[Saved entries]
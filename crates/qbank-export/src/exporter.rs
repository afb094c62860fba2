//! Question-set export to CSV, JSON, and Markdown.
//!
//! Files are written under a configured output directory with timestamped
//! default filenames. CSV is the spreadsheet interchange format, JSON is the
//! machine-readable dump, and Markdown is the print-oriented document.

use std::collections::{BTreeMap, BTreeSet};
use std::fmt;
use std::path::{Path, PathBuf};
use std::str::FromStr;

use chrono::Local;
use serde::{Deserialize, Serialize};
use tracing::info;

use qbank_core::error::{QbankError, Result};
use qbank_core::types::Question;

/// Supported export formats.
#[derive(Clone, Copy, Debug, PartialEq, Eq, Serialize, Deserialize)]
#[serde(rename_all = "lowercase")]
pub enum ExportFormat {
    Csv,
    Json,
    Markdown,
}

impl ExportFormat {
    /// All formats, in the order `generate_all` emits them.
    pub fn all() -> [ExportFormat; 3] {
        [ExportFormat::Csv, ExportFormat::Json, ExportFormat::Markdown]
    }

    /// File extension without the leading dot.
    pub fn extension(&self) -> &'static str {
        match self {
            ExportFormat::Csv => "csv",
            ExportFormat::Json => "json",
            ExportFormat::Markdown => "md",
        }
    }

    /// MIME type for HTTP responses.
    pub fn content_type(&self) -> &'static str {
        match self {
            ExportFormat::Csv => "text/csv",
            ExportFormat::Json => "application/json",
            ExportFormat::Markdown => "text/markdown",
        }
    }
}

impl fmt::Display for ExportFormat {
    fn fmt(&self, f: &mut fmt::Formatter<'_>) -> fmt::Result {
        let name = match self {
            ExportFormat::Csv => "csv",
            ExportFormat::Json => "json",
            ExportFormat::Markdown => "markdown",
        };
        f.write_str(name)
    }
}

impl FromStr for ExportFormat {
    type Err = QbankError;

    fn from_str(s: &str) -> Result<Self> {
        match s.to_ascii_lowercase().as_str() {
            "csv" => Ok(ExportFormat::Csv),
            "json" => Ok(ExportFormat::Json),
            "markdown" | "md" => Ok(ExportFormat::Markdown),
            other => Err(QbankError::Export(format!(
                "Invalid format '{}'. Use 'csv', 'json', 'markdown', or 'all'",
                other
            ))),
        }
    }
}

/// Summary statistics for an exported question set.
#[derive(Clone, Debug, Default, PartialEq, Serialize, Deserialize)]
pub struct ExportStats {
    pub total_questions: usize,
    pub difficulty_distribution: BTreeMap<String, usize>,
    pub type_distribution: BTreeMap<String, usize>,
    pub language_distribution: BTreeMap<String, usize>,
    pub questions_with_images: usize,
    pub unique_tags: Vec<String>,
}

/// Writes question sets to files under an output directory.
pub struct Exporter {
    output_dir: PathBuf,
}

impl Exporter {
    /// Create an exporter, creating the output directory if needed.
    pub fn new(output_dir: impl Into<PathBuf>) -> Result<Self> {
        let output_dir = output_dir.into();
        std::fs::create_dir_all(&output_dir)?;
        Ok(Self { output_dir })
    }

    /// The directory exports are written to.
    pub fn output_dir(&self) -> &Path {
        &self.output_dir
    }

    /// Render `questions` in the given format.
    ///
    /// With no filename a timestamped one is generated; a caller-supplied
    /// name gets the format's extension appended unless already present.
    pub fn generate(
        &self,
        questions: &[Question],
        format: ExportFormat,
        filename: Option<&str>,
    ) -> Result<PathBuf> {
        let name = match filename {
            Some(name) => ensure_extension(name, format.extension()),
            None => format!("{}.{}", default_basename(), format.extension()),
        };
        let path = self.output_dir.join(name);

        let content = match format {
            ExportFormat::Csv => render_csv(questions),
            ExportFormat::Json => serde_json::to_string_pretty(questions)?,
            ExportFormat::Markdown => render_markdown(questions),
        };
        std::fs::write(&path, content)
            .map_err(|e| QbankError::Export(format!("Failed to write {}: {}", path.display(), e)))?;

        info!(path = %path.display(), count = questions.len(), "Questions exported");
        Ok(path)
    }

    /// Render `questions` in every format, sharing one base filename.
    pub fn generate_all(
        &self,
        questions: &[Question],
        base_filename: Option<&str>,
    ) -> Result<Vec<(ExportFormat, PathBuf)>> {
        let base = base_filename
            .map(str::to_string)
            .unwrap_or_else(default_basename);

        let mut results = Vec::new();
        for format in ExportFormat::all() {
            let name = format!("{}.{}", base, format.extension());
            let path = self.generate(questions, format, Some(&name))?;
            results.push((format, path));
        }
        Ok(results)
    }

    /// Summary statistics for the given question set.
    pub fn file_stats(&self, questions: &[Question]) -> ExportStats {
        let mut stats = ExportStats {
            total_questions: questions.len(),
            ..Default::default()
        };
        let mut tags = BTreeSet::new();

        for question in questions {
            *stats
                .difficulty_distribution
                .entry(question.difficulty.as_str().to_string())
                .or_insert(0) += 1;
            *stats
                .type_distribution
                .entry(question.question_type.as_str().to_string())
                .or_insert(0) += 1;
            *stats
                .language_distribution
                .entry(question.language.clone())
                .or_insert(0) += 1;
            if question.image_required {
                stats.questions_with_images += 1;
            }
            for tag in &question.tags {
                tags.insert(tag.clone());
            }
        }

        stats.unique_tags = tags.into_iter().collect();
        stats
    }
}

fn default_basename() -> String {
    format!(
        "questions_export_{}",
        Local::now().format("%Y%m%d_%H%M%S")
    )
}

fn ensure_extension(name: &str, extension: &str) -> String {
    if name.ends_with(&format!(".{}", extension)) {
        name.to_string()
    } else {
        format!("{}.{}", name, extension)
    }
}

const CSV_HEADER: &str = "ID,Question,Type,Difficulty,Language,Solution,Tags,Image Required";

fn render_csv(questions: &[Question]) -> String {
    let mut out = String::from(CSV_HEADER);
    out.push('\n');
    for question in questions {
        let fields = [
            question.question_id.to_string(),
            question.question.clone(),
            question.question_type.as_str().to_string(),
            question.difficulty.as_str().to_string(),
            question.language.clone(),
            question.solution.clone(),
            question.tags.join(", "),
            if question.image_required { "Yes" } else { "No" }.to_string(),
        ];
        let row: Vec<String> = fields.iter().map(|f| csv_escape(f)).collect();
        out.push_str(&row.join(","));
        out.push('\n');
    }
    out
}

/// Quote a CSV field when it contains a delimiter, quote, or newline.
fn csv_escape(field: &str) -> String {
    if field.contains([',', '"', '\n', '\r']) {
        format!("\"{}\"", field.replace('"', "\"\""))
    } else {
        field.to_string()
    }
}

fn render_markdown(questions: &[Question]) -> String {
    let mut out = String::from("# Question Bank Export\n\n");
    out.push_str(&format!(
        "Export Date: {}\n\n",
        Local::now().format("%Y-%m-%d %H:%M:%S")
    ));
    out.push_str(&format!("Total Questions: {}\n\n", questions.len()));

    for (i, question) in questions.iter().enumerate() {
        out.push_str(&format!(
            "## {}. {} (ID {})\n\n",
            i + 1,
            question.question,
            question.question_id
        ));
        out.push_str(&format!(
            "- **Type**: {}\n- **Difficulty**: {}\n- **Language**: {}\n",
            question.question_type, question.difficulty, question.language
        ));
        if !question.tags.is_empty() {
            out.push_str(&format!("- **Tags**: {}\n", question.tags.join(", ")));
        }
        if question.image_required {
            out.push_str("- **Image Required**: Yes\n");
        }
        out.push_str(&format!("\n**Solution**: {}\n\n", question.solution));
    }
    out
}
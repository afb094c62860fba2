//! Database schema migrations.
//!
//! Applies the initial schema: questions, tags, embeddings, and the
//! schema_migrations tracking table.

use rusqlite::Connection;
use tracing::info;

use qbank_core::error::QbankError;

/// Run all pending database migrations.
///
/// Currently implements the initial schema (version 1). Future migrations
/// can be added by checking the current version and applying incremental changes.
pub fn run_migrations(conn: &Connection) -> Result<(), QbankError> {
    conn.execute_batch(
        "CREATE TABLE IF NOT EXISTS schema_migrations (
            version     INTEGER PRIMARY KEY NOT NULL,
            name        TEXT NOT NULL,
            applied_at  INTEGER NOT NULL DEFAULT (strftime('%s', 'now'))
        );",
    )
    .map_err(|e| QbankError::Storage(format!("Failed to create migrations table: {}", e)))?;

    let current_version: i64 = conn
        .query_row(
            "SELECT COALESCE(MAX(version), 0) FROM schema_migrations",
            [],
            |row| row.get(0),
        )
        .map_err(|e| QbankError::Storage(format!("Failed to query migration version: {}", e)))?;

    if current_version < 1 {
        apply_v1(conn)?;
        info!("Applied migration v1: initial_schema");
    }

    Ok(())
}

/// Version 1: Initial schema.
fn apply_v1(conn: &Connection) -> Result<(), QbankError> {
    conn.execute_batch(
        "
        -- Question bank rows.
        CREATE TABLE IF NOT EXISTS questions (
            question_id     INTEGER PRIMARY KEY AUTOINCREMENT,
            question        TEXT NOT NULL,
            difficulty      TEXT NOT NULL
                            CHECK (difficulty IN ('Easy', 'Medium', 'Hard')),
            language        TEXT NOT NULL DEFAULT 'English',
            image_required  INTEGER NOT NULL DEFAULT 0,
            question_type   TEXT NOT NULL
                            CHECK (question_type IN
                                ('MCQ', 'Short Answer', 'Long Answer', 'oneword', 'True/False')),
            solution        TEXT NOT NULL DEFAULT '',
            created_at      INTEGER NOT NULL DEFAULT (strftime('%s', 'now'))
        );

        CREATE INDEX IF NOT EXISTS idx_questions_difficulty
            ON questions (difficulty);

        CREATE INDEX IF NOT EXISTS idx_questions_type
            ON questions (question_type);

        CREATE INDEX IF NOT EXISTS idx_questions_language
            ON questions (language);

        -- Tags, many per question.
        CREATE TABLE IF NOT EXISTS tags (
            id              INTEGER PRIMARY KEY AUTOINCREMENT,
            question_id     INTEGER NOT NULL
                            REFERENCES questions (question_id) ON DELETE CASCADE,
            tag             TEXT NOT NULL
        );

        CREATE INDEX IF NOT EXISTS idx_tags_question
            ON tags (question_id);

        CREATE INDEX IF NOT EXISTS idx_tags_tag
            ON tags (tag);

        -- Persisted similarity-index entries. Vectors are little-endian f32
        -- blobs; seq preserves insertion order for stable distance tie-breaks.
        CREATE TABLE IF NOT EXISTS embeddings (
            id              TEXT PRIMARY KEY NOT NULL,
            document        TEXT NOT NULL DEFAULT '',
            vector          BLOB NOT NULL,
            dim             INTEGER NOT NULL,
            seq             INTEGER NOT NULL,
            created_at      INTEGER NOT NULL DEFAULT (strftime('%s', 'now'))
        );

        CREATE INDEX IF NOT EXISTS idx_embeddings_seq
            ON embeddings (seq);

        INSERT INTO schema_migrations (version, name) VALUES (1, 'initial_schema');
        ",
    )
    .map_err(|e| QbankError::Storage(format!("Migration v1 failed: {}", e)))?;

    Ok(())
}

#[cfg(test)]
mod tests {
    use super::*;

    fn open_conn() -> Connection {
        let conn = Connection::open_in_memory().unwrap();
        conn.execute_batch("PRAGMA foreign_keys = ON;").unwrap();
        conn
    }

    #[test]
    fn test_migrations_create_tables() {
        let conn = open_conn();
        run_migrations(&conn).unwrap();

        for table in ["questions", "tags", "embeddings", "schema_migrations"] {
            let count: i64 = conn
                .query_row(
                    "SELECT COUNT(*) FROM sqlite_master WHERE type = 'table' AND name = ?1",
                    [table],
                    |row| row.get(0),
                )
                .unwrap();
            assert_eq!(count, 1, "table {} missing", table);
        }
    }

    #[test]
    fn test_migrations_are_idempotent() {
        let conn = open_conn();
        run_migrations(&conn).unwrap();
        run_migrations(&conn).unwrap();

        let version: i64 = conn
            .query_row("SELECT MAX(version) FROM schema_migrations", [], |row| {
                row.get(0)
            })
            .unwrap();
        assert_eq!(version, 1);

        let rows: i64 = conn
            .query_row("SELECT COUNT(*) FROM schema_migrations", [], |row| {
                row.get(0)
            })
            .unwrap();
        assert_eq!(rows, 1);
    }

    #[test]
    fn test_difficulty_check_constraint() {
        let conn = open_conn();
        run_migrations(&conn).unwrap();

        let result = conn.execute(
            "INSERT INTO questions (question, difficulty, question_type, solution)
             VALUES ('q', 'Impossible', 'MCQ', 's')",
            [],
        );
        assert!(result.is_err());
    }

    #[test]
    fn test_tags_cascade_on_question_delete() {
        let conn = open_conn();
        run_migrations(&conn).unwrap();

        conn.execute(
            "INSERT INTO questions (question, difficulty, question_type, solution)
             VALUES ('q', 'Easy', 'MCQ', 's')",
            [],
        )
        .unwrap();
        let qid = conn.last_insert_rowid();
        conn.execute(
            "INSERT INTO tags (question_id, tag) VALUES (?1, 'navy')",
            [qid],
        )
        .unwrap();

        conn.execute("DELETE FROM questions WHERE question_id = ?1", [qid])
            .unwrap();

        let tag_count: i64 = conn
            .query_row("SELECT COUNT(*) FROM tags", [], |row| row.get(0))
            .unwrap();
        assert_eq!(tag_count, 0);
    }
}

## WHAT YOU SHOULD DO
The line above containing "let name = match self", the line containing "type Err = QbankError;", and every line between them are to be transcribed exactly; no other line is wanted.

## FINISHED EXERCISE
        let name = match self {
            ExportFormat::Csv => "csv",
            ExportFormat::Json => "json",
            ExportFormat::Markdown => "markdown",
        };
        f.write_str(name)
    }
}

impl FromStr for ExportFormat {
    type Err = QbankError;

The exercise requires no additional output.